Extracted data -
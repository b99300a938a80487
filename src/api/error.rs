use axum::{
    http::StatusCode,
    response::{IntoResponse, Response},
    Json,
};
use chrono::{DateTime, Utc};
use serde::{Deserialize, Serialize};
use std::any::Any;
use uuid::Uuid;

use crate::logic::FieldViolation;

/// Body of every non-2xx response.
#[derive(Debug, Serialize, Deserialize)]
pub struct ErrorResponse {
    pub timestamp: DateTime<Utc>,
    pub error: String,
    #[serde(skip_serializing_if = "Option::is_none")]
    pub errors: Option<Vec<FieldViolation>>,
}

impl ErrorResponse {
    pub fn new(message: &str) -> Self {
        Self {
            timestamp: Utc::now(),
            error: message.to_string(),
            errors: None,
        }
    }

    pub fn with_violations(message: &str, violations: Vec<FieldViolation>) -> Self {
        Self {
            errors: Some(violations),
            ..Self::new(message)
        }
    }
}

/// Failures a handler can end in. Only the summary line of each variant's
/// response is client-visible; the `Display` text is for the server log.
#[derive(Debug, thiserror::Error)]
pub enum ApiError {
    #[error("Validation failed: {0:?}")]
    Validation(Vec<FieldViolation>),
    #[error("Loan not found: {0}")]
    NotFound(Uuid),
    #[error("Type mismatch for parameter '{name}': {value}")]
    InvalidParameter { name: &'static str, value: String },
    #[error("Loan {0} was modified concurrently")]
    Conflict(Uuid),
    #[error(transparent)]
    Internal(#[from] anyhow::Error),
}

impl IntoResponse for ApiError {
    fn into_response(self) -> Response {
        let (status, body) = match self {
            ApiError::Validation(violations) => {
                log::warn!("Validation failed: {:?}", violations);
                (
                    StatusCode::BAD_REQUEST,
                    ErrorResponse::with_violations("Validation failed", violations),
                )
            }
            ApiError::NotFound(id) => {
                log::warn!("Resource not found: loan {}", id);
                (StatusCode::NOT_FOUND, ErrorResponse::new("Resource not found"))
            }
            ApiError::InvalidParameter { name, value } => {
                log::warn!("Type mismatch for parameter '{}': {}", name, value);
                (
                    StatusCode::BAD_REQUEST,
                    ErrorResponse::new("Invalid parameter format"),
                )
            }
            ApiError::Conflict(id) => {
                log::warn!("Concurrent modification of loan {}", id);
                (
                    StatusCode::CONFLICT,
                    ErrorResponse::new("Resource was modified concurrently"),
                )
            }
            ApiError::Internal(e) => {
                log::error!("Unexpected error occurred: {:#}", e);
                internal_error()
            }
        };

        (status, Json(body)).into_response()
    }
}

fn internal_error() -> (StatusCode, ErrorResponse) {
    (
        StatusCode::INTERNAL_SERVER_ERROR,
        ErrorResponse::new("An unexpected error occurred"),
    )
}

/// Response for a handler that panicked; the panic payload is only logged.
pub fn panic_response(payload: Box<dyn Any + Send + 'static>) -> Response {
    let detail = payload
        .downcast_ref::<String>()
        .map(String::as_str)
        .or_else(|| payload.downcast_ref::<&str>().copied())
        .unwrap_or("non-string panic payload");
    log::error!("Unexpected error occurred: handler panicked: {}", detail);

    let (status, body) = internal_error();
    (status, Json(body)).into_response()
}
pub mod api;
pub mod config;
pub mod logging;
pub mod logic;
pub mod model;
pub mod store;

// Export API types
pub use api::handlers;
pub use api::routes;

pub use logic::{LoanOperations, LoanRequestValidator, UpdateResult};
pub use model::*;
pub use store::{LoanStore, MemoryStore, PostgresStore, UpdateOutcome};

use std::sync::Arc;
use tokio::net::TcpListener;

/// Serve the application on an already bound listener until the server stops.
pub async fn serve<S: LoanStore + 'static>(listener: TcpListener, store: Arc<S>) -> anyhow::Result<()> {
    let app = api::routes::build_app(store);
    axum::serve(listener, app).await?;
    Ok(())
}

Task goal - Transcribe every line above, character for character.

Problem solution -
repository b99300a938a80487
filename src/api/error.rs
use axum::{
    http::StatusCode,
    response::{IntoResponse, Response},
    Json,
};
use chrono::{DateTime, Utc};
use serde::{Deserialize, Serialize};
use std::any::Any;
use uuid::Uuid;

use crate::logic::FieldViolation;

/// Body of every non-2xx response.
#[derive(Debug, Serialize, Deserialize)]
pub struct ErrorResponse {
    pub timestamp: DateTime<Utc>,
    pub error: String,
    #[serde(skip_serializing_if = "Option::is_none")]
    pub errors: Option<Vec<FieldViolation>>,
}

impl ErrorResponse {
    pub fn new(message: &str) -> Self {
        Self {
            timestamp: Utc::now(),
            error: message.to_string(),
            errors: None,
        }
    }

    pub fn with_violations(message: &str, violations: Vec<FieldViolation>) -> Self {
        Self {
            errors: Some(violations),
            ..Self::new(message)
        }
    }
}

/// Failures a handler can end in. Only the summary line of each variant's
/// response is client-visible; the `Display` text is for the server log.
#[derive(Debug, thiserror::Error)]
pub enum ApiError {
    #[error("Validation failed: {0:?}")]
    Validation(Vec<FieldViolation>),
    #[error("Loan not found: {0}")]
    NotFound(Uuid),
    #[error("Type mismatch for parameter '{name}': {value}")]
    InvalidParameter { name: &'static str, value: String },
    #[error("Loan {0} was modified concurrently")]
    Conflict(Uuid),
    #[error(transparent)]
    Internal(#[from] anyhow::Error),
}

impl IntoResponse for ApiError {
    fn into_response(self) -> Response {
        let (status, body) = match self {
            ApiError::Validation(violations) => {
                log::warn!("Validation failed: {:?}", violations);
                (
                    StatusCode::BAD_REQUEST,
                    ErrorResponse::with_violations("Validation failed", violations),
                )
            }
            ApiError::NotFound(id) => {
                log::warn!("Resource not found: loan {}", id);
                (StatusCode::NOT_FOUND, ErrorResponse::new("Resource not found"))
            }
            ApiError::InvalidParameter { name, value } => {
                log::warn!("Type mismatch for parameter '{}': {}", name, value);
                (
                    StatusCode::BAD_REQUEST,
                    ErrorResponse::new("Invalid parameter format"),
                )
            }
            ApiError::Conflict(id) => {
                log::warn!("Concurrent modification of loan {}", id);
                (
                    StatusCode::CONFLICT,
                    ErrorResponse::new("Resource was modified concurrently"),
                )
            }
            ApiError::Internal(e) => {
                log::error!("Unexpected error occurred: {:#}", e);
                internal_error()
            }
        };

        (status, Json(body)).into_response()
    }
}

fn internal_error() -> (StatusCode, ErrorResponse) {
    (
        StatusCode::INTERNAL_SERVER_ERROR,
        ErrorResponse::new("An unexpected error occurred"),
    )
}

/// Response for a handler that panicked; the panic payload is only logged.
pub fn panic_response(payload: Box<dyn Any + Send + 'static>) -> Response {
    let detail = payload
        .downcast_ref::<String>()
        .map(String::as_str)
        .or_else(|| payload.downcast_ref::<&str>().copied())
        .unwrap_or("non-string panic payload");
    log::error!("Unexpected error occurred: handler panicked: {}", detail);

    let (status, body) = internal_error();
    (status, Json(body)).into_response()
}
pub mod api;
pub mod config;
pub mod logging;
pub mod logic;
pub mod model;
pub mod store;

// Export API types
pub use api::handlers;
pub use api::routes;

pub use logic::{LoanOperations, LoanRequestValidator, UpdateResult};
pub use model::*;
pub use store::{LoanStore, MemoryStore, PostgresStore, UpdateOutcome};

use std::sync::Arc;
use tokio::net::TcpListener;

/// Serve the application on an already bound listener until the server stops.
pub async fn serve<S: LoanStore + 'static>(listener: TcpListener, store: Arc<S>) -> anyhow::Result<()> {
    let app = api::routes::build_app(store);
    axum::serve(listener, app).await?;
    Ok(())
}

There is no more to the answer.